En avril 2000, le « minimalisme » des cérémonies qu’organise le pouvoir pour les obsèques de l’ancien président Habib Bourguiba crée une vive réaction dans l’opinion publique tunisienne et internationale. En outre, alors que la lutte contre les islamistes a donné les résultats escomptés au prix d'une répression brutale, l'appareil policier est resté en place, visant avec la même rigueur toutes les oppositions, y compris les organisations des droits de l'homme ou les syndicats. Largement relayés par les médias étrangers, plusieurs cas de violations flagrantes des droits de l’homme touchant des journalistes, des avocats, divers militants et opposants politiques, révèlent aussi à l’opinion publique internationale les aspects les plus négatifs du régime. C’est le cas notamment du journaliste Taoufik Ben Brik, qui entame une grève de la faim en avril 2000 pour protester contre le harcèlement policier dont il est l’objet. Des responsables des forces de sécurité sont arrêtés pour avoir critiqué la position des autorités et le chef de la garde nationale est limogé. En mai, une tentative d’assassinat vise l'ancien rédacteur en chef de l'édition arabe du Monde diplomatique, Riad Ben Fadhel, qui, quelques jours auparavant, avait publié un article critique vis-à-vis du président Ben Ali. Un mouvement de résistance pacifique semble alors se développer dans le pays.

Face à une contestation qui tend à s’élargir, ralliée notamment par Mohamed Charfi, ancien ministre du président Ben Ali de 1989 à 1994, le régime tente de jouer une plus grande ouverture, rendue nécessaire aussi par des résultats économiques moins bons en 2000 et 2001 que les années précédentes. Cependant, différents clans au sein du pouvoir s’affrontent, entre les « durs » du ministère de l’Intérieur qui refusent tout assouplissement et les modérés, dont le nouveau ministre des Droits de l’homme, Slaheddine Maâoui, partisans d’une évolution vers plus de démocratie. Soufflant alternativement le froid et le chaud, arrestations et libérations d’opposants, le président Ben Ali semble ne pas avoir défini une véritable ligne de conduite. En outre, la question d’un nouveau mandat présidentiel occupe tous les esprits. Alors que la Constitution en vigueur ne lui permet pas de briguer un quatrième mandat et qu’il a lui-même abrogé la présidence à vie instaurée par son prédécesseur, le président Ben Ali soumet à ses électeurs un projet de réforme constitutionnelle. Soutenu par quatre des six partis de l’opposition légale, le Rassemblement constitutionnel démocratique (RCD), le parti du président, présente cette consultation comme une grande réforme populaire — il s’agit du premier référendum dans l’histoire de la Tunisie. L’opposition démocratique, formée par les partis politiques et les associations non reconnus par le régime, dénonce toutefois le « simulacre électoral » et appelle au boycott d’une manœuvre visant uniquement à permettre au président de se représenter à l’élection présidentielle de 2004. Le référendum du 26 mai 2002 se transforme en un véritable plébiscite, avec 99,61 p. 100 de « oui ». La nouvelle Constitution prévoit le renouvellement sans limite des candidatures à la présidence et repousse de 70 à 75 ans l’âge limite pour y postuler. Le chef de l’État bénéficie en outre d’une immunité pénale pour tous les actes accomplis durant sa présidence.

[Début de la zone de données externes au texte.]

//! Container launch state machine.
//!
//! A [`Launcher`] jails the current process inside a populated root,
//! unshares the PID namespace for its children, and runs one command
//! there. Every step changes process-wide state that cannot be undone, so
//! the steps must happen in order and each is refused from any other
//! phase than the one right before it.

use std::io::{self, Stderr, Stdout};
use std::path::{Path, PathBuf};

use dockling_common::error::{LaunchError, LaunchResult};
use dockling_common::types::LaunchPhase;
use dockling_core::filesystem::{chroot, install};
use dockling_core::namespace::pid;

use crate::process::{self, ChildSession};
use crate::relay::RelayWorker;

/// Drives one container launch through its [`LaunchPhase`]s.
#[derive(Debug)]
pub struct Launcher {
    root: PathBuf,
    phase: LaunchPhase,
    relays: Option<(RelayWorker<Stdout>, RelayWorker<Stderr>)>,
    session: Option<ChildSession<Stdout, Stderr>>,
}

impl Launcher {
    /// Creates a launcher for the container root at `root`.
    #[must_use]
    pub fn new(root: impl Into<PathBuf>) -> Self {
        Self {
            root: root.into(),
            phase: LaunchPhase::Uninitialized,
            relays: None,
            session: None,
        }
    }

    /// Current phase.
    #[must_use]
    pub const fn phase(&self) -> LaunchPhase {
        self.phase
    }

    /// The container root.
    #[must_use]
    pub fn root(&self) -> &Path {
        &self.root
    }

    /// Makes `command` available inside the root when it is given by path
    /// and the root does not already provide it.
    ///
    /// Only allowed before the root is entered.
    ///
    /// # Errors
    ///
    /// Returns [`LaunchError::OutOfOrder`] after the root has been entered,
    /// or [`LaunchError::RootSetup`] if the copy fails.
    pub fn install_executable(&self, command: &str) -> LaunchResult<install::Installed> {
        self.require(LaunchPhase::RootChanged)?;
        install::ensure_executable(&self.root, command)
    }

    /// Jails the process inside the root.
    ///
    /// # Errors
    ///
    /// Returns [`LaunchError::OutOfOrder`] or [`LaunchError::RootSetup`].
    pub fn enter_root(&mut self) -> LaunchResult<()> {
        self.require(LaunchPhase::RootChanged)?;
        chroot::enter_root(&self.root)?;
        self.advance(LaunchPhase::RootChanged);
        Ok(())
    }

    /// Starts the output relays, then unshares the PID namespace so the
    /// command becomes PID 1 of a fresh namespace.
    ///
    /// # Errors
    ///
    /// Returns [`LaunchError::OutOfOrder`], [`LaunchError::Relay`] if a
    /// relay thread cannot be started, or [`LaunchError::Namespace`].
    pub fn isolate_pids(&mut self) -> LaunchResult<()> {
        self.require(LaunchPhase::NamespaceCreated)?;
        // No thread can be created once the namespace is unshared.
        let stdout = RelayWorker::start("stdout", io::stdout())?;
        let stderr = RelayWorker::start("stderr", io::stderr())?;
        pid::create_pid_namespace()?;
        self.relays = Some((stdout, stderr));
        self.advance(LaunchPhase::NamespaceCreated);
        Ok(())
    }

    /// Spawns the command with its output relayed to this process's
    /// stdout and stderr.
    ///
    /// # Errors
    ///
    /// Returns [`LaunchError::OutOfOrder`], [`LaunchError::Spawn`], or
    /// [`LaunchError::Relay`].
    pub fn spawn(&mut self, command: &str, args: &[String]) -> LaunchResult<u32> {
        self.require(LaunchPhase::ChildSpawned)?;
        let Some((stdout, stderr)) = self.relays.take() else {
            return Err(self.out_of_order(LaunchPhase::ChildSpawned));
        };
        let session = ChildSession::attach(process::spawn_piped(command, args)?, stdout, stderr)?;
        let pid = session.pid();
        self.session = Some(session);
        self.advance(LaunchPhase::ChildSpawned);
        Ok(pid)
    }

    /// Waits for both streams to drain and the command to exit.
    ///
    /// Returns the command's exit code, or `128 + signal` if it was killed.
    ///
    /// # Errors
    ///
    /// Returns [`LaunchError::OutOfOrder`], [`LaunchError::Relay`], or
    /// [`LaunchError::Wait`].
    pub fn wait(&mut self) -> LaunchResult<i32> {
        self.require(LaunchPhase::Exited)?;
        let Some(session) = self.session.take() else {
            return Err(self.out_of_order(LaunchPhase::Exited));
        };
        let finished = session.wait()?;
        self.advance(LaunchPhase::Exited);
        Ok(finished.code)
    }

    fn require(&self, attempted: LaunchPhase) -> LaunchResult<()> {
        if attempted.predecessor() == Some(self.phase) {
            Ok(())
        } else {
            Err(self.out_of_order(attempted))
        }
    }

    const fn out_of_order(&self, attempted: LaunchPhase) -> LaunchError {
        LaunchError::OutOfOrder {
            attempted,
            current: self.phase,
        }
    }

    fn advance(&mut self, to: LaunchPhase) {
        tracing::debug!(from = %self.phase, to = %to, "launch phase");
        self.phase = to;
    }
}

/// Runs `command` with `args` inside `root` and returns its exit code.
///
/// Installs the command into the root if needed, jails the process, and
/// spawns the command in a fresh PID namespace. The calling process stays
/// jailed afterwards.
///
/// # Errors
///
/// Returns the [`LaunchError`] of the first step that failed.
pub fn launch(root: &Path, command: &str, args: &[String]) -> LaunchResult<i32> {
    let mut launcher = Launcher::new(root);
    let _ = launcher.install_executable(command)?;
    launcher.enter_root()?;
    launcher.isolate_pids()?;
    let pid = launcher.spawn(command, args)?;
    tracing::debug!(pid, command, "waiting for container command");
    launcher.wait()
}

Sans surprise, le président Ben Ali est réélu en 2004 à une très large majorité des suffrages (94,49 p. 100). Boycotté par une partie de l’opposition, ce scrutin se déroule dans un contexte politique marqué par l’unanimité autour du président sortant — sur les trois autres candidats en lice, deux sont considérés comme proches du pouvoir. Le seul adversaire déclaré, Mohamed Ali Halouani, candidat d’Initiative démocratique — une coalition regroupant les membres du parti Ettajdid (issu de l’ancien Parti communiste tunisien) et des personnalités indépendantes —, ne parvient pas à mobiliser les électeurs et ne recueille que 0,95 p. 100 des voix. Les résultats des élections législatives organisées le même jour que le scrutin présidentiel viennent conforter la victoire de Ben Ali. Son parti, le RCD, remporte en effet 152 des 189 sièges du Parlement.